TASK DETAILS.
Whenever a line of the data below holds the string "CachedCustomer", copy that line.

(Records contained in a dataset)
+--
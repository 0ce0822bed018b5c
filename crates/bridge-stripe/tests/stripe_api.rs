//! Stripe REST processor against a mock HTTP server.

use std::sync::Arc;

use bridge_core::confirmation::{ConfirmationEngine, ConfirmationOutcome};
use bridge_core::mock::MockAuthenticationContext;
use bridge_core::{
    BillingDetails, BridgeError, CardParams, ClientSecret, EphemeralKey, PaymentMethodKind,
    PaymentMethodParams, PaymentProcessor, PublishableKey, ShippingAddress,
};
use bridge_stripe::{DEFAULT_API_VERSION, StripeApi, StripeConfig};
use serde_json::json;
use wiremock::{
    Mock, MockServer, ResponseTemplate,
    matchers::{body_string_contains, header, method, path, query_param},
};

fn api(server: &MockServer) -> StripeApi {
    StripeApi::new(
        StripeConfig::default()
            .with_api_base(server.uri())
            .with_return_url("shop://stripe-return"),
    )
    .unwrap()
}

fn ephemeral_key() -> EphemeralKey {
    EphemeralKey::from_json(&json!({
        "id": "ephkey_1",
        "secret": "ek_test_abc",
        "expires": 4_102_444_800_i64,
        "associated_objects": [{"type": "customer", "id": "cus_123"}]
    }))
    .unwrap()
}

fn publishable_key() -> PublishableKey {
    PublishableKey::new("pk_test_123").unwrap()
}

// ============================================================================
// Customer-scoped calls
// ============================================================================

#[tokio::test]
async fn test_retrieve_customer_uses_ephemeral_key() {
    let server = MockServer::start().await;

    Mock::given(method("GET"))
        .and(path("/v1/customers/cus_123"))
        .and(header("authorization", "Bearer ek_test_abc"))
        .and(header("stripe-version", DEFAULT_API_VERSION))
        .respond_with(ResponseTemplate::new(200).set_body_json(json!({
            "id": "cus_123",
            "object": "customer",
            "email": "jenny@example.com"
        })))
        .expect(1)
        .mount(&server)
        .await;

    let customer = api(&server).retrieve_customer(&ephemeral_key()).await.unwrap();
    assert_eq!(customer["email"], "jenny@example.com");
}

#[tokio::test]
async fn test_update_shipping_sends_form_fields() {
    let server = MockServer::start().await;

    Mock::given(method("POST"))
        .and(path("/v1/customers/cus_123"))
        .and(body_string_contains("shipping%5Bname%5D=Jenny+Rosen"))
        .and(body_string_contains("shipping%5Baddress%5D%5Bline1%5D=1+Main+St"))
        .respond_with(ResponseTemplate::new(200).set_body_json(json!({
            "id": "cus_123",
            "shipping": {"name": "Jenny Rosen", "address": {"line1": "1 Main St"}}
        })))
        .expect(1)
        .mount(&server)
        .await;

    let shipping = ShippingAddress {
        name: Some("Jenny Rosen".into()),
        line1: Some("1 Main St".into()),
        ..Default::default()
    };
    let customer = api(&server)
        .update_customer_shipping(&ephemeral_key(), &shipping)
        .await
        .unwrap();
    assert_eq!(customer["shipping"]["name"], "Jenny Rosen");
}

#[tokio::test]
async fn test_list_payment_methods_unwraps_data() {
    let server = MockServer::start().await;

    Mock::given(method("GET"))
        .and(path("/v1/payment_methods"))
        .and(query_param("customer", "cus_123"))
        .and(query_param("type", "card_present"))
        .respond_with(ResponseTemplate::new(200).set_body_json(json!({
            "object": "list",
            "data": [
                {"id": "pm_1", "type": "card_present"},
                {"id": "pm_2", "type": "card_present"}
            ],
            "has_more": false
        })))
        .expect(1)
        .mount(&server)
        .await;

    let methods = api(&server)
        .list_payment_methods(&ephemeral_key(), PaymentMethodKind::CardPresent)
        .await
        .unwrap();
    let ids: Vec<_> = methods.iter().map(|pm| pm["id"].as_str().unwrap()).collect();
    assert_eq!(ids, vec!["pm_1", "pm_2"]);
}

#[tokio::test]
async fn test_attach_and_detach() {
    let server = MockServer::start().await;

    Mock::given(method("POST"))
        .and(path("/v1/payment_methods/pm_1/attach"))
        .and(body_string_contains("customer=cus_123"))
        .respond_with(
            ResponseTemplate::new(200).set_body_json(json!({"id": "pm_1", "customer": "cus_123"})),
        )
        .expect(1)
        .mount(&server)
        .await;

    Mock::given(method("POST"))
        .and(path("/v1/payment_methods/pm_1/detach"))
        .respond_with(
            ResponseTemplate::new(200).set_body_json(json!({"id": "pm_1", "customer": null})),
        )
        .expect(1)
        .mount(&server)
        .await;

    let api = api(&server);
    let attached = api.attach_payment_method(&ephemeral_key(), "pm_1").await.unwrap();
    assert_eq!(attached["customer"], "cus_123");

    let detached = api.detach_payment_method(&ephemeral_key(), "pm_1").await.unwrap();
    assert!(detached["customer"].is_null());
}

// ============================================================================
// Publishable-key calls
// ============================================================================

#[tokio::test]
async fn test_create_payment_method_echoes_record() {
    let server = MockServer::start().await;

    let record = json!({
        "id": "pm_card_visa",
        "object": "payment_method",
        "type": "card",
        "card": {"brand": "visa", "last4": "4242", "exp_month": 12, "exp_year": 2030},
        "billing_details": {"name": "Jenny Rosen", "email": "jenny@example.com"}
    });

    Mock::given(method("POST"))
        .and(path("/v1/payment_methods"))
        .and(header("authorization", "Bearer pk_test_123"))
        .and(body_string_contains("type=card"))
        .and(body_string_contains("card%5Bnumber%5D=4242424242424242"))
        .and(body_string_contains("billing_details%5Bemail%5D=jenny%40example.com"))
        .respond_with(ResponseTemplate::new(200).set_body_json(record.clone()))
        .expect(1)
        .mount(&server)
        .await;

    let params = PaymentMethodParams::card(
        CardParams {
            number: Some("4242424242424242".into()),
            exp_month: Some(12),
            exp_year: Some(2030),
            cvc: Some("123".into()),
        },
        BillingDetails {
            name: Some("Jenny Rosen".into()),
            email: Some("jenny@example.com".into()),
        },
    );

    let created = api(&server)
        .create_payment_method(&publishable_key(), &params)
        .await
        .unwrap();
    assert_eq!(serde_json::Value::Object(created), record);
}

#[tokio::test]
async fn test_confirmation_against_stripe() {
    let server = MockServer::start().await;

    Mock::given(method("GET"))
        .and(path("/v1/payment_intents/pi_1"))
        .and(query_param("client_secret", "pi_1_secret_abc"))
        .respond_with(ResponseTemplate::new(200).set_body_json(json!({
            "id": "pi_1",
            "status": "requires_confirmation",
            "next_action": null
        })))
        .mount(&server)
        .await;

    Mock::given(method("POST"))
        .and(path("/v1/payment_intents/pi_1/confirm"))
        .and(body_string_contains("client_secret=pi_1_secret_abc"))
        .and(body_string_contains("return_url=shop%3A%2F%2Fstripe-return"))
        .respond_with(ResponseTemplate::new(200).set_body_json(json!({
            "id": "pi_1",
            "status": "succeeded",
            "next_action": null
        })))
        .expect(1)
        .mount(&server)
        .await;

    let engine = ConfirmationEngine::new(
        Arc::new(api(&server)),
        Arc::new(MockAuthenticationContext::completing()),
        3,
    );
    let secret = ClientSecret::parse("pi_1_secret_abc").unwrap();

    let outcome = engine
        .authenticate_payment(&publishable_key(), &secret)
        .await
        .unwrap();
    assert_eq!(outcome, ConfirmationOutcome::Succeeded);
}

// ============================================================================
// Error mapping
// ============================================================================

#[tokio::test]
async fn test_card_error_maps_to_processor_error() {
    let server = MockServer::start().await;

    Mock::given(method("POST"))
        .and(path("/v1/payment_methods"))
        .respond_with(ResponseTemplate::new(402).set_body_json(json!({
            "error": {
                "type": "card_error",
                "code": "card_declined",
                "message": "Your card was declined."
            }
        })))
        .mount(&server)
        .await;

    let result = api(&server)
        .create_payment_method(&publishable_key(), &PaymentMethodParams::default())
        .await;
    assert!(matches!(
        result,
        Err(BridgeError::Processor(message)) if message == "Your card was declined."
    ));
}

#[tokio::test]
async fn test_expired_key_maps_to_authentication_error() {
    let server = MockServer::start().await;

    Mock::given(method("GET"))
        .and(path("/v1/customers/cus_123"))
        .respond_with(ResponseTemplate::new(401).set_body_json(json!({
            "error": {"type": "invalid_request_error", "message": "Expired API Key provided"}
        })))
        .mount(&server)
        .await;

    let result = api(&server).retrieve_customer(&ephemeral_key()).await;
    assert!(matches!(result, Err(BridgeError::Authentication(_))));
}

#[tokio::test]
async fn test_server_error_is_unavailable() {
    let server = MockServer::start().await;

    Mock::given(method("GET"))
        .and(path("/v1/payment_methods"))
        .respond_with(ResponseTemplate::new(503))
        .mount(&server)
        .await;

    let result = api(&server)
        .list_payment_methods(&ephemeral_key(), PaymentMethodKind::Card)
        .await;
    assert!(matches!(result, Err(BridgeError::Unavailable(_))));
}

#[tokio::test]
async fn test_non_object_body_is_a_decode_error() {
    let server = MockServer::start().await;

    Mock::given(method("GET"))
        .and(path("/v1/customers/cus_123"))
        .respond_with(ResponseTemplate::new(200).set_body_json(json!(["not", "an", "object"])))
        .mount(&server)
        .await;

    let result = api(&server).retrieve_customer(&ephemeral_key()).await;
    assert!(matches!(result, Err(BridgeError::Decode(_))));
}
+--
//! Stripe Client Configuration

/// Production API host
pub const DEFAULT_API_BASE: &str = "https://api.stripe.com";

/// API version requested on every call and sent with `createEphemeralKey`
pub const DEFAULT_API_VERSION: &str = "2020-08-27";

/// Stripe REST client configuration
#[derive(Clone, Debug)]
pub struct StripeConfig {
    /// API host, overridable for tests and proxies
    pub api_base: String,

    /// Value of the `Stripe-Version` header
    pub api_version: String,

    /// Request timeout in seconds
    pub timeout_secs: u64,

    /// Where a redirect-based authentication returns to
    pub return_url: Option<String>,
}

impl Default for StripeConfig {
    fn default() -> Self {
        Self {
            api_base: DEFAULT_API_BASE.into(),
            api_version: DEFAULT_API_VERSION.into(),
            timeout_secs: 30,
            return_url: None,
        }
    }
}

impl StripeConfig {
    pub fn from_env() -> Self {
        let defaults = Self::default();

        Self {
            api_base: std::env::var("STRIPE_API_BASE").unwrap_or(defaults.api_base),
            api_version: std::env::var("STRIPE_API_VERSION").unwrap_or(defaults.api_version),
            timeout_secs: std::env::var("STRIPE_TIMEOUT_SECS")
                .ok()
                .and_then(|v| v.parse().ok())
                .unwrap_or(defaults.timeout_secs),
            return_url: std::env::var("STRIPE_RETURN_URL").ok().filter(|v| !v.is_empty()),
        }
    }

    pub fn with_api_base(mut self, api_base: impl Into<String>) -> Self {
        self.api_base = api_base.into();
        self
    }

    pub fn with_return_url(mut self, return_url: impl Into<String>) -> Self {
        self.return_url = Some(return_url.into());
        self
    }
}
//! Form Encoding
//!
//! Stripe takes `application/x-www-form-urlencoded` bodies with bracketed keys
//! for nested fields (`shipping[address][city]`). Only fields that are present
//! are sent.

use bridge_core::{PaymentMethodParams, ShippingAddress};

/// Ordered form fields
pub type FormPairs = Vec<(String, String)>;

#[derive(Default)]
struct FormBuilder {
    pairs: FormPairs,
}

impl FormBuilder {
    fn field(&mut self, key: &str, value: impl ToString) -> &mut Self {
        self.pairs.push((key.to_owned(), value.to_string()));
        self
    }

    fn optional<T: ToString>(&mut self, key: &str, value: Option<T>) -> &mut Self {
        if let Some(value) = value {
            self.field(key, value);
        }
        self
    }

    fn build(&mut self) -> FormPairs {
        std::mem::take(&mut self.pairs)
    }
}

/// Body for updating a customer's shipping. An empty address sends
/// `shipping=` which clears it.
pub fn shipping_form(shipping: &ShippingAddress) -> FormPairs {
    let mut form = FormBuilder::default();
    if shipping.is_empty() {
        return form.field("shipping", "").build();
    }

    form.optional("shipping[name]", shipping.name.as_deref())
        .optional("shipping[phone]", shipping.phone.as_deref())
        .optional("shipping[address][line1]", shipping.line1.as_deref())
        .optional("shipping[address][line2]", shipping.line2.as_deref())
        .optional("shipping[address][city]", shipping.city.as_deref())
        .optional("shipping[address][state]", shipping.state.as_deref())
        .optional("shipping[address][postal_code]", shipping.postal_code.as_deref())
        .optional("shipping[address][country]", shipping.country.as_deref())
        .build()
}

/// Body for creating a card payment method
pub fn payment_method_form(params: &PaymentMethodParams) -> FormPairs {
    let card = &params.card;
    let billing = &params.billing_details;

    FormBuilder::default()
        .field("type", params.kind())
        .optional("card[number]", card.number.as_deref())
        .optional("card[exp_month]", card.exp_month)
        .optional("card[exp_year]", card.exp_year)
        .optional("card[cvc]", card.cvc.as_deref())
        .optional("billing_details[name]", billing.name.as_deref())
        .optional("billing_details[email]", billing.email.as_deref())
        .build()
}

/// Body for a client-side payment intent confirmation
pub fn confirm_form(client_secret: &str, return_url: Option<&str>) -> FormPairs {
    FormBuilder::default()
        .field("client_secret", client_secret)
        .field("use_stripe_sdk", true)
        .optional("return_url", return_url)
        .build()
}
+--
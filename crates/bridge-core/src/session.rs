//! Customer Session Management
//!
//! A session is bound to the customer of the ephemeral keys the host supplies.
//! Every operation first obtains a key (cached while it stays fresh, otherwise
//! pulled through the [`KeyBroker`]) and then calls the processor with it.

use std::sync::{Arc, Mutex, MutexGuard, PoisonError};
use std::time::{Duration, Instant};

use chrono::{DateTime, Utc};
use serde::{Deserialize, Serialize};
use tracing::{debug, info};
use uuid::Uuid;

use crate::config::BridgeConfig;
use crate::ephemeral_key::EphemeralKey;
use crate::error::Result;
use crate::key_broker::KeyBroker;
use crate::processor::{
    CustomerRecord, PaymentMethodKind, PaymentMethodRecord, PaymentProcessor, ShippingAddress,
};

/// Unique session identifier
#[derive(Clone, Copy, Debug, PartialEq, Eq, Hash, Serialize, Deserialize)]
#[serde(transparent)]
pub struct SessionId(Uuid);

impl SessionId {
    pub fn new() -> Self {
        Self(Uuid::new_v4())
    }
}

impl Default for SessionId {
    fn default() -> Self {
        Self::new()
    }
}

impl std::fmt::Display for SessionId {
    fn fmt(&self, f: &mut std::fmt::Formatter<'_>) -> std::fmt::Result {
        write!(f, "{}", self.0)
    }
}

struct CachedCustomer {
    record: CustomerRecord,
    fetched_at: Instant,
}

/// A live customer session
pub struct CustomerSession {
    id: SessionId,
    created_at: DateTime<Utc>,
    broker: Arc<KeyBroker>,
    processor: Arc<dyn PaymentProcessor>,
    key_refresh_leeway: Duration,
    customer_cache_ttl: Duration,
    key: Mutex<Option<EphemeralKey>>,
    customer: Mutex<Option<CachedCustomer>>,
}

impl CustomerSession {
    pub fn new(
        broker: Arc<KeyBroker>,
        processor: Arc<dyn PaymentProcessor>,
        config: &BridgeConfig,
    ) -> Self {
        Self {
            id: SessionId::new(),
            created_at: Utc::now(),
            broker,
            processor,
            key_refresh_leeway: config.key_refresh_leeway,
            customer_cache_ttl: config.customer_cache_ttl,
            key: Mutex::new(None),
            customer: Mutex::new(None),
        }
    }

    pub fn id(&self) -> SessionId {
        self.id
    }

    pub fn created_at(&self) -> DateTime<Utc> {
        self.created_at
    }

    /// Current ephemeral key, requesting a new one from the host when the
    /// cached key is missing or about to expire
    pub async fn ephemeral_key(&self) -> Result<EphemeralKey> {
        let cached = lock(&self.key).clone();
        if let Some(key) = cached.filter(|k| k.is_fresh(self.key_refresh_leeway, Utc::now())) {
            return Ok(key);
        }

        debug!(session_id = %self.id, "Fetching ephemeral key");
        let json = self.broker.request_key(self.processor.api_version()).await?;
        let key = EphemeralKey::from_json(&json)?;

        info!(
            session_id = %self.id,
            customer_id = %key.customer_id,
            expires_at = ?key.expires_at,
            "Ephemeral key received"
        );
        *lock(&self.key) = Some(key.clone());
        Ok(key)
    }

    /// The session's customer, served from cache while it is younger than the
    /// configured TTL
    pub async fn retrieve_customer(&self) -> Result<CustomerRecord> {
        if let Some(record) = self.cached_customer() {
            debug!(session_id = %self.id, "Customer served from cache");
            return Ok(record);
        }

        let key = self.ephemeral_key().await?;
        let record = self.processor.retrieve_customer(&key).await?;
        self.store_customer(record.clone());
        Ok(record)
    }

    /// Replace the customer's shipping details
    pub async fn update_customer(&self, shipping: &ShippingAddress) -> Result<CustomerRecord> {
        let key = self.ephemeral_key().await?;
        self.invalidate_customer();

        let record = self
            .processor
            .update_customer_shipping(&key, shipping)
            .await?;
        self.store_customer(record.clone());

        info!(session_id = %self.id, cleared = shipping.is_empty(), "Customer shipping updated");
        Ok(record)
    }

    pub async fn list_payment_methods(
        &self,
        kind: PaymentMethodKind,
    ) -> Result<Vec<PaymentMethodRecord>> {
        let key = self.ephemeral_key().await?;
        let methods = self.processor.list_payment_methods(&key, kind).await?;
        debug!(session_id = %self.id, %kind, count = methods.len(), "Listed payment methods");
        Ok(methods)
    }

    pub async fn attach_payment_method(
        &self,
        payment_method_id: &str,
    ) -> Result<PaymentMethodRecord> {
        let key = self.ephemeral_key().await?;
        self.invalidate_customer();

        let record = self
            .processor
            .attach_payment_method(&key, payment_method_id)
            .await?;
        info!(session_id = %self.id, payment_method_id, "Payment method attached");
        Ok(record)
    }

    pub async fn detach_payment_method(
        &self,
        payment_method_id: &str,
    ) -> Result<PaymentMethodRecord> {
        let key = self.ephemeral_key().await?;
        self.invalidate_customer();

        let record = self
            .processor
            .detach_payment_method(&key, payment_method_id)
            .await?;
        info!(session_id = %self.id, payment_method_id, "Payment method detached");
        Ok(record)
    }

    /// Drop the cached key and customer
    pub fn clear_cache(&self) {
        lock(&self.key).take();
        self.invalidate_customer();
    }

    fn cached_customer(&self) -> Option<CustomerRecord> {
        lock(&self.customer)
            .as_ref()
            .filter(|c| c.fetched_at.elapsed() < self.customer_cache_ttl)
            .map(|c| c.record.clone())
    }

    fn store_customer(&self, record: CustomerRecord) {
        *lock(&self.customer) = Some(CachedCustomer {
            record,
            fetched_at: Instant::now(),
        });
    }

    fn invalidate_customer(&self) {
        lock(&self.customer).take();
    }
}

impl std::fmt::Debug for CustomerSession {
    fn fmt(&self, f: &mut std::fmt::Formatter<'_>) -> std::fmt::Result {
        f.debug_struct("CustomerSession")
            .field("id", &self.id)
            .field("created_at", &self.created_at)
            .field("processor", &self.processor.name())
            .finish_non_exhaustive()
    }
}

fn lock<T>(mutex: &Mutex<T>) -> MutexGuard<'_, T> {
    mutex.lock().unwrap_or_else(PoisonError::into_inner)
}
+--
EXPECTED ANSWER.
struct CachedCustomer {
    customer: Mutex<Option<CachedCustomer>>,
        *lock(&self.customer) = Some(CachedCustomer {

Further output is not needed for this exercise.